Während die Italiener nach einem Jahr wieder in die Elite zurückkehren, nehmen die Briten im kommenden Jahr in der Slowakei zum ersten Mal seit 1994 wieder an einer A-WM teil.

Erst vor einem Jahr war Grossbritannien von der C- in die B-Gruppe aufgestiegen. Nun gelang ihnen der Durchmarsch in die Elite dank einem 3:2-Sieg nach Penaltyschiessen im letzten und entscheidenden Spiel gegen Gastgeber Ungarn. Robert Farmer sicherte den Briten mit seinem Treffer zum 2:2-Ausgleich 15,8 Sekunden vor dem Ende den für den Aufstieg noch benötigten Punkt.

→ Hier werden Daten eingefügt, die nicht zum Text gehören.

//! services/client/src/session/mod.rs
//!
//! The session driver: owns the workflow, executes the effects its transitions emit,
//! and feeds every result back in.
//!
//! Everything runs on one task. Requests are spawned and report back over an mpsc
//! channel; the owner pulls completions with [`Session::next_completion`] (or drains them
//! with [`Session::settle`]) and applies them in arrival order.

mod guard;
pub mod state;

use coursehub_core::effects::{Completion, Effect, Ticket};
use coursehub_core::error::WorkflowError;
use coursehub_core::workflow::Workflow;
use coursehub_core::ContextShape;
use guard::{CompletionGuard, RequestKind};
use state::Services;
use tokio::sync::mpsc;
use tokio_util::sync::CancellationToken;
use tracing::{debug, info};

pub struct Session {
    workflow: Workflow,
    services: Services,
    tx: mpsc::UnboundedSender<Completion>,
    rx: mpsc::UnboundedReceiver<Completion>,
    in_flight: usize,
    /// Cancels the file request currently in flight, if any.
    files_cancel: CancellationToken,
}

impl Session {
    pub fn new(services: Services, shape: ContextShape) -> Self {
        let (tx, rx) = mpsc::unbounded_channel();
        Self {
            workflow: Workflow::new(shape),
            services,
            tx,
            rx,
            in_flight: 0,
            files_cancel: CancellationToken::new(),
        }
    }

    pub fn workflow(&self) -> &Workflow {
        &self.workflow
    }

    /// Number of spawned requests that have not been applied yet.
    pub fn in_flight(&self) -> usize {
        self.in_flight
    }

    /// Runs a transition and dispatches whatever effects it emits.
    pub fn update(&mut self, transition: impl FnOnce(&mut Workflow) -> Vec<Effect>) {
        let effects = transition(&mut self.workflow);
        self.dispatch(effects);
    }

    /// Runs a fallible transition. Its error is already on the workflow's notice; it is
    /// returned so the caller can log it.
    pub fn try_update(
        &mut self,
        transition: impl FnOnce(&mut Workflow) -> Result<Vec<Effect>, WorkflowError>,
    ) -> Result<(), WorkflowError> {
        let effects = transition(&mut self.workflow)?;
        self.dispatch(effects);
        Ok(())
    }

    /// Selects a course from the loaded list by id. Returns `false` if there is none.
    pub fn select_course_by_id(&mut self, course_id: &str) -> bool {
        let Some(course) = self.workflow.find_course(course_id).cloned() else {
            return false;
        };
        self.update(|wf| wf.select_course(course));
        true
    }

    /// Waits for the next completion. `None` when nothing is in flight.
    pub async fn next_completion(&mut self) -> Option<Completion> {
        if self.in_flight == 0 {
            return None;
        }
        let completion = self.rx.recv().await?;
        self.in_flight -= 1;
        Some(completion)
    }

    pub fn apply(&mut self, completion: Completion) {
        debug!(ticket = %completion.ticket(), "Applying completion.");
        self.workflow.complete(completion);
    }

    /// Applies completions until no request is left in flight.
    pub async fn settle(&mut self) {
        while let Some(completion) = self.next_completion().await {
            self.apply(completion);
        }
    }

    fn dispatch(&mut self, effects: Vec<Effect>) {
        for effect in effects {
            match effect {
                Effect::LoadCourses { ticket, context } => {
                    let guard = self.guard(ticket, RequestKind::Courses);
                    let catalog = self.services.catalog.clone();
                    tokio::spawn(async move {
                        let result = catalog.list_courses(&context).await;
                        guard.finish(Completion::Courses { ticket, result });
                    });
                }
                Effect::LoadFiles { ticket, query } => {
                    self.files_cancel.cancel();
                    self.files_cancel = CancellationToken::new();
                    let token = self.files_cancel.clone();
                    let guard = self.guard(ticket, RequestKind::Files);
                    let catalog = self.services.catalog.clone();
                    tokio::spawn(async move {
                        tokio::select! {
                            _ = token.cancelled() => {
                                debug!(%ticket, "File request cancelled.");
                            }
                            result = catalog.list_files(&query) => {
                                guard.finish(Completion::Files { ticket, result });
                            }
                        }
                    });
                }
                Effect::CancelFiles => {
                    self.files_cancel.cancel();
                }
                Effect::Ask { ticket, request } => {
                    let guard = self.guard(ticket, RequestKind::Answer);
                    let assistant = self.services.assistant.clone();
                    tokio::spawn(async move {
                        let result = assistant.answer_question(&request).await;
                        guard.finish(Completion::Answer { ticket, result });
                    });
                }
            }
        }
    }

    fn guard(&mut self, ticket: Ticket, kind: RequestKind) -> CompletionGuard {
        info!(%ticket, ?kind, "Dispatching request.");
        self.in_flight += 1;
        CompletionGuard::new(self.tx.clone(), ticket, kind)
    }
}

#[cfg(test)]
mod tests {
    use super::*;
    use async_trait::async_trait;
    use coursehub_core::catalog::Category;
    use coursehub_core::domain::{AcademicContext, AskRequest, Course, CourseFile, FileQuery};
    use coursehub_core::ports::{
        CourseCatalogService, PortError, PortResult, QuestionAnsweringService,
    };
    use coursehub_core::workflow::{FileListing, SetupForm};
    use std::collections::{HashMap, VecDeque};
    use std::sync::atomic::{AtomicUsize, Ordering};
    use std::sync::{Arc, Mutex};
    use tokio::sync::oneshot;

    type FileReply = oneshot::Receiver<PortResult<Vec<CourseFile>>>;
    type AnswerReply = oneshot::Receiver<PortResult<Option<String>>>;

    /// Serves two courses immediately; files and answers wait for the test to release them.
    #[derive(Default)]
    struct GatedBackend {
        files: Mutex<HashMap<Category, FileReply>>,
        answers: Mutex<VecDeque<AnswerReply>>,
        asks: AtomicUsize,
    }

    impl GatedBackend {
        fn gate_files(&self, category: Category) -> oneshot::Sender<PortResult<Vec<CourseFile>>> {
            let (tx, rx) = oneshot::channel();
            self.files.lock().unwrap().insert(category, rx);
            tx
        }

        fn gate_answer(&self) -> oneshot::Sender<PortResult<Option<String>>> {
            let (tx, rx) = oneshot::channel();
            self.answers.lock().unwrap().push_back(rx);
            tx
        }
    }

    #[async_trait]
    impl CourseCatalogService for GatedBackend {
        async fn list_courses(&self, _context: &AcademicContext) -> PortResult<Vec<Course>> {
            Ok(["cs201", "ma101"]
                .into_iter()
                .map(|id| Course {
                    id: id.to_string(),
                    name: id.to_uppercase(),
                    code: None,
                })
                .collect())
        }

        async fn list_files(&self, query: &FileQuery) -> PortResult<Vec<CourseFile>> {
            let gate = self.files.lock().unwrap().remove(&query.category);
            match gate {
                Some(rx) => rx
                    .await
                    .unwrap_or_else(|_| Err(PortError::Transport("gate dropped".into()))),
                None => Ok(Vec::new()),
            }
        }
    }

    #[async_trait]
    impl QuestionAnsweringService for GatedBackend {
        async fn answer_question(&self, _request: &AskRequest) -> PortResult<Option<String>> {
            self.asks.fetch_add(1, Ordering::SeqCst);
            let gate = self.answers.lock().unwrap().pop_front();
            match gate {
                Some(rx) => rx
                    .await
                    .unwrap_or_else(|_| Err(PortError::Transport("gate dropped".into()))),
                None => Ok(None),
            }
        }
    }

    struct PanickingAssistant;

    #[async_trait]
    impl QuestionAnsweringService for PanickingAssistant {
        async fn answer_question(&self, _request: &AskRequest) -> PortResult<Option<String>> {
            panic!("assistant blew up");
        }
    }

    fn file(id: &str) -> CourseFile {
        CourseFile {
            id: id.to_string(),
            label: id.to_string(),
            url: format!("https://files.example/{id}"),
            date: None,
        }
    }

    async fn session_with_course(backend: Arc<GatedBackend>) -> Session {
        let mut session = Session::new(Services::shared(backend), ContextShape::MajorYearSemester);
        session
            .try_update(|wf| wf.complete_setup(&SetupForm::new("DataScience", "Year2", "Semester-a")))
            .unwrap();
        session.settle().await;
        assert!(session.select_course_by_id("cs201"));
        session
    }

    #[tokio::test]
    async fn superseded_file_request_is_cancelled_without_raising_a_notice() {
        let backend = Arc::new(GatedBackend::default());
        let _slides = backend.gate_files(Category::Slides);
        let homeworks = backend.gate_files(Category::Homeworks);
        let mut session = session_with_course(backend.clone()).await;

        session.update(|wf| wf.select_category(Category::Slides));
        session.update(|wf| {
            wf.open_category_gate();
            wf.select_category(Category::Homeworks)
        });
        homeworks.send(Ok(vec![file("hw1")])).unwrap();
        session.settle().await;

        let wf = session.workflow();
        assert_eq!(wf.file_listing(), &FileListing::Ready(vec![file("hw1")]));
        assert_eq!(wf.notice(), None);
    }

    #[tokio::test]
    async fn back_navigation_cancels_the_file_request() {
        let backend = Arc::new(GatedBackend::default());
        let _slides = backend.gate_files(Category::Slides);
        let mut session = session_with_course(backend.clone()).await;

        session.update(|wf| wf.select_category(Category::Slides));
        session.update(|wf| wf.back_to_courses());
        session.settle().await;

        assert_eq!(session.in_flight(), 0);
        assert_eq!(session.workflow().file_listing(), &FileListing::Idle);
        assert_eq!(session.workflow().notice(), None);
    }

    #[tokio::test]
    async fn failed_ask_keeps_the_question_for_retry() {
        let backend = Arc::new(GatedBackend::default());
        let reply = backend.gate_answer();
        let mut session = session_with_course(backend.clone()).await;

        session.try_update(|wf| wf.ask("Is this on the exam?")).unwrap();
        assert!(session.workflow().answer_pending());
        drop(reply);
        session.settle().await;

        let wf = session.workflow();
        assert_eq!(wf.chat_history().len(), 1);
        assert_eq!(wf.pending_question(), "Is this on the exam?");
        assert_eq!(wf.notice(), Some("AI failed to respond."));
        assert!(!wf.answer_pending());
    }

    #[tokio::test]
    async fn blank_ask_issues_no_request() {
        let backend = Arc::new(GatedBackend::default());
        let mut session = session_with_course(backend.clone()).await;

        session.try_update(|wf| wf.ask("   ")).unwrap();

        assert_eq!(session.in_flight(), 0);
        assert_eq!(backend.asks.load(Ordering::SeqCst), 0);
        assert!(session.workflow().chat_history().is_empty());
    }

    #[tokio::test]
    async fn answer_arriving_after_back_navigation_is_dropped() {
        let backend = Arc::new(GatedBackend::default());
        let reply = backend.gate_answer();
        let mut session = session_with_course(backend.clone()).await;

        session.try_update(|wf| wf.ask("Still there?")).unwrap();
        session.update(|wf| wf.back_to_courses());
        reply.send(Ok(Some("yes".into()))).unwrap();
        session.settle().await;

        let wf = session.workflow();
        assert!(wf.chat_history().is_empty());
        assert!(!wf.answer_pending());
    }

    #[tokio::test]
    async fn panicking_assistant_still_releases_the_pending_flag() {
        let backend = Arc::new(GatedBackend::default());
        let services = Services {
            catalog: backend,
            assistant: Arc::new(PanickingAssistant),
        };
        let mut session = Session::new(services, ContextShape::MajorYearSemester);
        session
            .try_update(|wf| wf.complete_setup(&SetupForm::new("DataScience", "Year2", "Semester-a")))
            .unwrap();
        session.settle().await;
        assert!(session.select_course_by_id("cs201"));

        session.try_update(|wf| wf.ask("Why?")).unwrap();
        session.settle().await;

        let wf = session.workflow();
        assert!(!wf.answer_pending());
        assert_eq!(wf.chat_history().len(), 1);
        assert_eq!(wf.notice(), Some("AI failed to respond."));
    }

    #[tokio::test]
    async fn unknown_course_id_is_rejected() {
        let backend = Arc::new(GatedBackend::default());
        let mut session = session_with_course(backend).await;
        assert!(!session.select_course_by_id("zz999"));
        assert_eq!(session.workflow().selected_course().map(|c| c.id.as_str()), Some("cs201"));
    }
}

Die Briten gehörten bis in die 50er-Jahre zu den besten Eishockey-Nationen der Welt. 1936 wurden sie gar Olympiasieger und Weltmeister, insgesamt gewannen sie fünf WM-Medaillen. In den letzten Jahren erstarkte das britische Eishockey wieder, was zum Beispiel diese Saison auch der SC Bern (2:4 in Nottingham) und der HC Davos (3:4 nach Verlängerung in Cardiff) in der Champions League erfuhren.

Der letzte Tag der B-WM war an Spannung kaum zu überbieten. Fünf Mannschaften konnten vor den letzten drei Partien noch aufsteigen. Bis 15 Sekunden vor Schluss des letzten Spiels lagen Kasachstan und Ungarn auf Aufstiegskurs, Farmers Treffer sorgte aber noch für den Umschwung.